For weird NPCs I like to look up weird artistic music videos and imagine a character based on what I see

Because then it's no longer a backdrop for adventure and you have to focus on how fucking depressing it is with all this "corporations own you" narrative drivle, I just wanted cybernetics

You could just not focus on the depressing elements, you don't need fantasy for that. I don't recall any focus on corporations in Neuromancer besides Case's backstory, for example

That's pretty boss. Got any more details?

How about Lost Utility Tunnels of New Chicago? Go all underground 'n shit. Genegineered caterpillars and banned Republican cults. No wifi signald, all hardwired hacking.

>"corporations own you"
>no backdrop for adventure

Sir, I hate to be the one to break it to you... But you might just not be a punk.

Name: Social restructuring
-1-4 sessions/encounters
-Pure combat
-Highly visible, media attention
-Exiting may be difficult
NEED: City map for 4 locations. Fleshed out with buildings and people
MAP:
PITCH: This one sounds like a random assault strike. But it's on the edge of the barrens. A series of jobs with performance based pay. He's eschrowed an amount ahead of time, so the money is good. No meet, simple instructions are mailed straight to you."
MEET: You receive a message: "During week X you will receive gps coordinates on this comm. Go there and kill as many people as possible.
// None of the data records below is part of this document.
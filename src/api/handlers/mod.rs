//! Form handlers. Every route registers with `routing::any`; the handler
//! runs the method gate first and then branches on the method, so the
//! `Allow` header is always accurate.

pub mod account;
pub mod confirm;
pub mod health;
pub mod home;
pub mod login;
pub mod register;
pub mod reset;

use axum::{
    http::{
        HeaderMap, HeaderValue, Method, StatusCode,
        header::{ALLOW, LOCATION, SET_COOKIE},
    },
    response::{Html, IntoResponse, Response},
};
use regex::Regex;
use tracing::error;
use url::Url;

use crate::auth::{Session, hash, session};

use super::state::App;

pub(crate) const CSRF_COOKIE: &str = "csrf";
const CSRF_TOKEN_SIZE: usize = 32;

/// Gate a handler to the given methods. `OPTIONS` gets 204, any other
/// method outside the list gets 405; both carry `Allow`.
pub(crate) fn enforce_methods(allowed: &[Method], method: &Method) -> Option<Response> {
    if allowed.contains(method) {
        return None;
    }
    let mut allow = allowed
        .iter()
        .map(Method::as_str)
        .collect::<Vec<_>>()
        .join(", ");
    allow.push_str(", OPTIONS");
    let status = if method == Method::OPTIONS {
        StatusCode::NO_CONTENT
    } else {
        StatusCode::METHOD_NOT_ALLOWED
    };
    Some((status, [(ALLOW, allow)]).into_response())
}

pub(crate) fn see_other(location: &str) -> Response {
    (StatusCode::SEE_OTHER, [(LOCATION, location.to_string())]).into_response()
}

/// Only same-site absolute paths survive as post-login redirect targets.
/// Anything with a scheme or host, protocol-relative (`//`) included,
/// falls back to `/`.
pub(crate) fn safe_redirect_target(target: &str) -> &str {
    if target.starts_with('/') && !target.starts_with("//") && Url::parse(target).is_err() {
        target
    } else {
        "/"
    }
}

/// Normalize an email for lookup/uniqueness checks.
pub(crate) fn normalize_email(email: &str) -> String {
    email.trim().to_lowercase()
}

/// Basic email format check on already-normalized input.
pub(crate) fn valid_email(email_normalized: &str) -> bool {
    Regex::new(r"^[^@\s]+@[^@\s]+\.[^@\s]+$").is_ok_and(|regex| regex.is_match(email_normalized))
}

pub(crate) fn html_page(status: StatusCode, body: String) -> Response {
    (status, Html(body)).into_response()
}

pub(crate) fn server_error(app: &App, err: &dyn std::fmt::Display) -> Response {
    error!("unhandled error: {err}");
    html_page(
        StatusCode::INTERNAL_SERVER_ERROR,
        app.pages().internal_error(),
    )
}

pub(crate) fn forbidden(app: &App) -> Response {
    html_page(StatusCode::FORBIDDEN, app.pages().forbidden())
}

/// Greeting name for outgoing email: the full name when the account
/// still resolves, the username otherwise.
pub(crate) async fn display_name(app: &App, username: &str) -> String {
    match app.users().by_username(username).await {
        Ok(Some(record)) => record.full_name,
        Ok(None) => username.to_string(),
        Err(err) => {
            error!("could not load user {username}: {err}");
            username.to_string()
        }
    }
}

/// Resolve the session or produce the 500 page.
pub(crate) async fn bind_session(app: &App, headers: &HeaderMap) -> Result<Session, Response> {
    session::bind(headers, &app.users())
        .await
        .map_err(|err| server_error(app, &err))
}

/// Attach the deletion cookie when binding asked for it.
pub(crate) fn with_session_cookies(mut response: Response, session: &Session) -> Response {
    if session.clear_cookie {
        response
            .headers_mut()
            .append(SET_COOKIE, session::clear_cookie());
    }
    response
}

/// What a form page needs to participate in double-submit CSRF: the
/// token to embed, plus the cookie to set if the client has none yet.
pub(crate) struct CsrfPage {
    pub token: Option<String>,
    pub set_cookie: Option<HeaderValue>,
}

pub(crate) fn issue_csrf(app: &App, headers: &HeaderMap) -> CsrfPage {
    if !app.settings().csrf_protect() {
        return CsrfPage {
            token: None,
            set_cookie: None,
        };
    }
    if let Some(existing) = session::cookie_value(headers, CSRF_COOKIE) {
        return CsrfPage {
            token: Some(existing),
            set_cookie: None,
        };
    }
    match hash::random_url_safe(CSRF_TOKEN_SIZE) {
        Ok(token) => {
            let cookie =
                format!("{CSRF_COOKIE}={token}; Path=/; HttpOnly; Secure; SameSite=Strict");
            let set_cookie = HeaderValue::from_str(&cookie).ok();
            CsrfPage {
                token: Some(token),
                set_cookie,
            }
        }
        Err(err) => {
            error!("could not issue csrf token: {err}");
            CsrfPage {
                token: None,
                set_cookie: None,
            }
        }
    }
}

/// Double-submit check for state-changing POSTs. Always passes when the
/// feature is off.
pub(crate) fn verify_csrf(app: &App, headers: &HeaderMap, form_token: Option<&str>) -> bool {
    if !app.settings().csrf_protect() {
        return true;
    }
    let Some(cookie) = session::cookie_value(headers, CSRF_COOKIE) else {
        return false;
    };
    form_token.is_some_and(|token| !token.is_empty() && token == cookie)
}

#[cfg(test)]
mod tests {
    use super::*;

    #[test]
    fn method_gate_passes_allowed_methods() {
        assert!(enforce_methods(&[Method::GET, Method::POST], &Method::GET).is_none());
        assert!(enforce_methods(&[Method::GET, Method::POST], &Method::POST).is_none());
    }

    #[test]
    fn method_gate_answers_options_with_204_and_allow() {
        let response =
            enforce_methods(&[Method::GET, Method::POST], &Method::OPTIONS).expect("gated");
        assert_eq!(response.status(), StatusCode::NO_CONTENT);
        assert_eq!(
            response.headers().get(ALLOW).and_then(|v| v.to_str().ok()),
            Some("GET, POST, OPTIONS")
        );
    }

    #[test]
    fn method_gate_rejects_disallowed_methods_with_405() {
        let response = enforce_methods(&[Method::GET], &Method::DELETE).expect("gated");
        assert_eq!(response.status(), StatusCode::METHOD_NOT_ALLOWED);
        assert_eq!(
            response.headers().get(ALLOW).and_then(|v| v.to_str().ok()),
            Some("GET, OPTIONS")
        );
    }

    #[test]
    fn see_other_carries_location() {
        let response = see_other("/login");
        assert_eq!(response.status(), StatusCode::SEE_OTHER);
        assert_eq!(
            response
                .headers()
                .get(LOCATION)
                .and_then(|v| v.to_str().ok()),
            Some("/login")
        );
    }

    #[test]
    fn local_paths_survive_redirect_check() {
        assert_eq!(safe_redirect_target("/home"), "/home");
        assert_eq!(safe_redirect_target("/user?tab=events"), "/user?tab=events");
    }

    #[test]
    fn external_targets_fall_back_to_root() {
        assert_eq!(safe_redirect_target("https://evil.example"), "/");
        assert_eq!(safe_redirect_target("//evil.example"), "/");
        assert_eq!(safe_redirect_target("javascript:alert(1)"), "/");
        assert_eq!(safe_redirect_target("relative/path"), "/");
        assert_eq!(safe_redirect_target(""), "/");
    }

    #[test]
    fn email_validation_accepts_plausible_addresses() {
        assert!(valid_email("user@example.com"));
        assert!(valid_email("first.last@sub.example.org"));
        assert!(!valid_email("user@example"));
        assert!(!valid_email("user example.com"));
        assert!(!valid_email("@example.com"));
        assert!(!valid_email(""));
    }

    #[test]
    fn emails_normalize_to_lowercase() {
        assert_eq!(normalize_email("  User@Example.COM "), "user@example.com");
    }
}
The expected targets are your typical barrens scum; Bums, whores, and gangsters. Clear them out. Payment is 100Y a head. Do not engage police forces. You will have 16 hours before the next sortie"
PREMISE: A corporate boss gets some crazy ideas like cleaning up society. He wants to clear out the barrens. Now. This is seen as an atypical stance by the majority of the corporations. They really don't care too much about the low-lifes. They're a drain on society sure, but they're apart from our enclave and it's so cheap to pay a little bit of tax to keep the riff-raff more or less in line. Really if you destroy the barrens they'll just come into our neighborhood. So anyway, this guy has a shelf-life to him after he starts mucking about too much. In the meantime there is some serious dough to be made. He needs some jack-boot thugs to go on a killing spree.
CATCH: The media gets involved, the cops start defending the barrens, and then so do corporations in the form of runners hired to stop you.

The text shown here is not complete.